In 1998 Whyte again contacted me because he was curating with Valentina Fogher an exhibit entitled Artists Who Look Back: Spirituality in Modern and Contemporary Art, and thought my new work inspired by Venice of the 1600s would enhance the exhibit nicely. This was a large and extravagant exhibit with a wonderful catalog.

Moonless Balm, oil/wood, 24 sq.

In 2007 I met with the Museo’s esteemed Director, Paola Bagnatori and Committee of Art Chair, Professor Angela Little to discuss an exhibition for 2008. It was decided that it would be a dual exhibition with a wonderful abstract San Francisco painter, Paulette Long. The Museo’s expansive gallery held more than 30 of my minimalist paintings largely from my Blue Series of sea and sky. This was another good experience artistically, but beyond that there is a pride of my Italian roots that the Museo honors.

Shard 20, inspired by Dante’s Inferno

During 2007 and before the 2008 exhibit Professor Angela Little contacted me to participate in an exhibit of paintings at the Museo that would be based on Dante’s Inferno. I created a painting, Igniting Despair, that I paired with Dante’s Inferno passage, “Through me the way into the suffering city…..”

This trajectory of diverse exhibitions that I participated in at the Museo shows that the Museo provides a selective and varied platform of exhibit experiences for its audience.

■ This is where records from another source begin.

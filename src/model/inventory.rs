//! Slot-limited backpack holding item stacks.
//!
//! Each stack occupies one slot; adding items tops up existing stacks before
//! opening new slots, and whatever does not fit is reported back as overflow.

use serde::{Deserialize, Serialize};

use crate::model::item::{Item, ItemStack};

pub const DEFAULT_CAPACITY: usize = 36;

#[derive(Debug, Clone, PartialEq, Eq, Serialize, Deserialize)]
pub struct Inventory {
    pub capacity: usize,
    #[serde(default)]
    stacks: Vec<ItemStack>,
}

/// Result of selling every non-coin item.
#[derive(Debug, Clone, PartialEq, Eq, Default)]
pub struct Sale {
    /// Sold items merged per item.
    pub sold: Vec<ItemStack>,
    /// Proceeds in bronze coins.
    pub value: u64,
    /// Coins that did not fit into the inventory and were lost.
    pub lost_coins: u64,
}

impl Default for Inventory {
    fn default() -> Self {
        Self::new(DEFAULT_CAPACITY)
    }
}

impl Inventory {
    pub fn new(capacity: usize) -> Self {
        Self {
            capacity,
            stacks: Vec::new(),
        }
    }

    /// Adds items and returns the amount that did not fit.
    pub fn add_item(&mut self, item: Item, amount: u32) -> u32 {
        let max = item.max_stack();
        let mut remaining = amount;

        for stack in self
            .stacks
            .iter_mut()
            .filter(|stack| stack.item == item && stack.amount < max)
        {
            if remaining == 0 {
                break;
            }
            let to_add = (max - stack.amount).min(remaining);
            stack.amount += to_add;
            remaining -= to_add;
        }

        while remaining > 0 && self.stacks.len() < self.capacity {
            let to_add = max.min(remaining);
            self.stacks.push(ItemStack {
                item,
                amount: to_add,
            });
            remaining -= to_add;
        }

        remaining
    }

    /// Removes `amount` across all stacks of `item`.
    ///
    /// Returns false and leaves the inventory untouched if it holds fewer.
    pub fn remove_item(&mut self, item: Item, amount: u32) -> bool {
        if self.item_amount(item) < amount as u64 {
            return false;
        }

        let mut remaining = amount;
        for stack in self.stacks.iter_mut().rev().filter(|s| s.item == item) {
            remaining = stack.remove_with_remaining(remaining);
            if remaining == 0 {
                break;
            }
        }
        self.stacks.retain(|stack| stack.amount > 0);

        true
    }

    pub fn has_item(&self, item: Item, amount: u32) -> bool {
        self.item_amount(item) >= amount as u64
    }

    /// Total amount of `item` across all stacks.
    pub fn item_amount(&self, item: Item) -> u64 {
        self.stacks
            .iter()
            .filter(|stack| stack.item == item)
            .map(|stack| stack.amount as u64)
            .sum()
    }

    pub fn stacks(&self) -> &[ItemStack] {
        &self.stacks
    }

    /// One entry per item with the summed amount, in first-seen order.
    ///
    /// Amounts may exceed the item's stack size since these are display totals.
    pub fn distinct_items(&self) -> Vec<ItemStack> {
        let mut distinct: Vec<ItemStack> = Vec::new();
        for stack in &self.stacks {
            match distinct.iter_mut().find(|d| d.item == stack.item) {
                Some(existing) => existing.amount = existing.amount.saturating_add(stack.amount),
                None => distinct.push(*stack),
            }
        }
        distinct
    }

    /// Number of unused slots.
    pub fn free_space(&self) -> usize {
        self.capacity.saturating_sub(self.stacks.len())
    }

    pub fn is_empty(&self) -> bool {
        self.stacks.is_empty()
    }

    pub fn clear(&mut self) {
        self.stacks.clear();
    }

    pub fn has_sellables(&self) -> bool {
        self.stacks.iter().any(|stack| !stack.item.is_coin())
    }

    /// Value of every coin held, in bronze.
    pub fn coin_value(&self) -> u64 {
        self.stacks
            .iter()
            .filter(|stack| stack.item.is_coin())
            .map(|stack| stack.worth() as u64)
            .sum()
    }

    /// Sells every non-coin item and pays the proceeds out as coins.
    ///
    /// Fractions of a bronze coin are dropped. Proceeds are paid in the largest
    /// denominations first.
    pub fn sell_all(&mut self) -> Sale {
        let sold: Vec<ItemStack> = self
            .distinct_items()
            .into_iter()
            .filter(|stack| !stack.item.is_coin())
            .collect();

        if sold.is_empty() {
            return Sale::default();
        }

        let value = sold.iter().map(ItemStack::worth).sum::<f64>().floor() as u64;
        self.stacks.retain(|stack| stack.item.is_coin());

        let mut lost_coins = 0;
        let mut remaining = value;
        for coin in Item::COINS {
            let worth = coin.worth() as u64;
            let count = remaining / worth;
            if count == 0 {
                continue;
            }
            remaining -= count * worth;

            let mut to_pay = count;
            while to_pay > 0 {
                let batch = to_pay.min(u32::MAX as u64) as u32;
                lost_coins += self.add_item(coin, batch) as u64;
                to_pay -= batch as u64;
            }
        }

        Sale {
            sold,
            value,
            lost_coins,
        }
    }

    pub fn to_json(&self) -> Result<String, serde_json::Error> {
        serde_json::to_string(self)
    }

    pub fn from_json(json: &str) -> Result<Self, serde_json::Error> {
        serde_json::from_str(json)
    }
}

#[cfg(test)]
mod tests {
    use super::*;

    #[test]
    fn merges_distinct_items() {
        let mut inventory = Inventory::default();
        assert_eq!(inventory.distinct_items().len(), 0);

        inventory.add_item(Item::Pebble, Item::Pebble.max_stack());
        assert_eq!(inventory.distinct_items().len(), 1);

        inventory.add_item(Item::Pebble, 32);
        let distinct = inventory.distinct_items();
        assert_eq!(distinct.len(), 1);
        assert_eq!(distinct[0].amount, Item::Pebble.max_stack() + 32);
        assert_eq!(inventory.stacks().len(), 2);
    }

    #[test]
    fn counts_items_across_stacks() {
        let mut inventory = Inventory::default();
        assert_eq!(inventory.item_amount(Item::Pebble), 0);

        inventory.add_item(Item::Pebble, Item::Pebble.max_stack());
        assert_eq!(inventory.item_amount(Item::Pebble), 99);

        inventory.add_item(Item::Pebble, 32);
        assert_eq!(inventory.item_amount(Item::Pebble), 99 + 32);
        assert!(inventory.has_item(Item::Pebble, 131));
        assert!(!inventory.has_item(Item::Pebble, 132));
    }

    #[test]
    fn overflows_when_capacity_is_reached() {
        let mut inventory = Inventory::default();
        let item = Item::DebugItem;

        let overflow = inventory.add_item(item, inventory.capacity as u32 * item.max_stack());
        assert_eq!(overflow, 0);
        assert_eq!(inventory.free_space(), 0);

        assert_eq!(inventory.add_item(item, 1), 1);
    }

    #[test]
    fn tops_up_existing_stacks_before_opening_slots() {
        let mut inventory = Inventory::new(2);
        inventory.add_item(Item::Pebble, 90);
        inventory.add_item(Item::BronzeCoin, 5);

        let overflow = inventory.add_item(Item::Pebble, 20);
        assert_eq!(overflow, 11);
        assert_eq!(inventory.item_amount(Item::Pebble), 99);
        assert_eq!(inventory.free_space(), 0);
    }

    #[test]
    fn removes_items_across_stacks() {
        let mut inventory = Inventory::default();
        inventory.add_item(Item::Pebble, 120);

        assert!(!inventory.remove_item(Item::Pebble, 121));
        assert_eq!(inventory.item_amount(Item::Pebble), 120);

        assert!(inventory.remove_item(Item::Pebble, 30));
        assert_eq!(inventory.item_amount(Item::Pebble), 90);
        assert_eq!(inventory.stacks().len(), 1);

        assert!(inventory.remove_item(Item::Pebble, 90));
        assert!(inventory.is_empty());
        assert!(!inventory.remove_item(Item::Sunpetal, 1));
    }

    #[test]
    fn sells_everything_except_coins() {
        let mut inventory = Inventory::default();
        inventory.add_item(Item::Moonleaf, 99);
        inventory.add_item(Item::Moonleaf, 99);
        inventory.add_item(Item::Moonleaf, 50);
        inventory.add_item(Item::Pebble, 150);
        inventory.add_item(Item::BronzeCoin, 2);

        let sale = inventory.sell_all();

        // 248 * 5.0 + 150 * 0.01 = 1241.5
        assert_eq!(sale.value, 1241);
        assert_eq!(sale.lost_coins, 0);
        assert_eq!(sale.sold.len(), 2);
        assert!(!inventory.has_sellables());
        assert_eq!(inventory.item_amount(Item::SilverCoin), 1);
        assert_eq!(inventory.item_amount(Item::BronzeCoin), 2 + 241);
        assert_eq!(inventory.coin_value(), 1243);
    }

    #[test]
    fn selling_nothing_changes_nothing() {
        let mut inventory = Inventory::default();
        inventory.add_item(Item::GoldCoin, 1);

        assert_eq!(inventory.sell_all(), Sale::default());
        assert_eq!(inventory.item_amount(Item::GoldCoin), 1);
    }

    #[test]
    fn serializes_to_json() {
        let mut inventory = Inventory::default();
        inventory.add_item(Item::Pebble, 10);

        let json = inventory.to_json().unwrap();
        let restored = Inventory::from_json(&json).unwrap();
        assert_eq!(restored, inventory);
        assert_eq!(restored.capacity, DEFAULT_CAPACITY);
    }

    #[test]
    fn rejects_stored_stacks_outside_bounds() {
        let oversized = r#"{"capacity":36,"stacks":[{"item":"PEBBLE","amount":500}]}"#;
        let empty = r#"{"capacity":36,"stacks":[{"item":"DEBUG_ITEM","amount":0}]}"#;

        assert!(Inventory::from_json(oversized).is_err());
        assert!(Inventory::from_json(empty).is_err());

        let full = r#"{"capacity":36,"stacks":[{"item":"PEBBLE","amount":99}]}"#;
        assert_eq!(Inventory::from_json(full).unwrap().item_amount(Item::Pebble), 99);
    }
}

Vacuities, archival print on metal, to be exhibited at Perspectives

Now we jump another decade to 2017, and Mary Servanti Steiner, the art curator at the Museo. After some dialogue and a committee meeting I was once again selected to exhibit. This time it would be a 3-person exhibition for 2018. Besides myself there would be 2 artists from San Francisco, Gianluca Franzese and Giuseppe Palumba. Planning went on during 2017 and the exhibit crystallized to become Perspectives. Which opens January 18th with a reception from 5:30-7:30. The exhibit closes on April 29th.

Bifurcation, acrylic/wood, inspired by my residency in Iceland
Infernos 1-6, rubber/linen/Styrofoam, inspired by my residency in Iceland

 

 


Currently a very exciting new development in my relationship to the Museo has evolved, as they are adding 5 of my paintings from my Marietta Robusti Tintoretto Series (1994-6) to their permanent collection. Some of these will be shown in November 2018 in an exhibition of their permanent collection.

This is a perfect home for this work, as it tells the story of an incredible Italian woman artist of the 16th Century. As the daughter of a Venetian master, her work had been subsumed into her father’s and her brother’s oeuvre. However, my research and resulting exhibition has, in the words of Lucy Lippard, made her visible again. The exhibition toured for several years under the funding of the ED Foundation (the research is held in the archival library of Seton Hall University, NJ). It is so fitting that the remaining pieces of that body of work be at the Museo and I know that Robusti Tintoretto’s story and my work will have an audience there for years to come.

Bocca Di Leone, Tintoretto series
Court of the Cord, Tintoretto series
Golden Century Tour, Tintoretto series

So this is my little story and homage to the Museo Italo Americano. Perhaps you will see Perspectives in 2018 or the Robusti Tintoretto Story in the fall of 2018. I’d love for you to become acquainted with this wonderful institution that holds a very dear place in my personal and artistic life.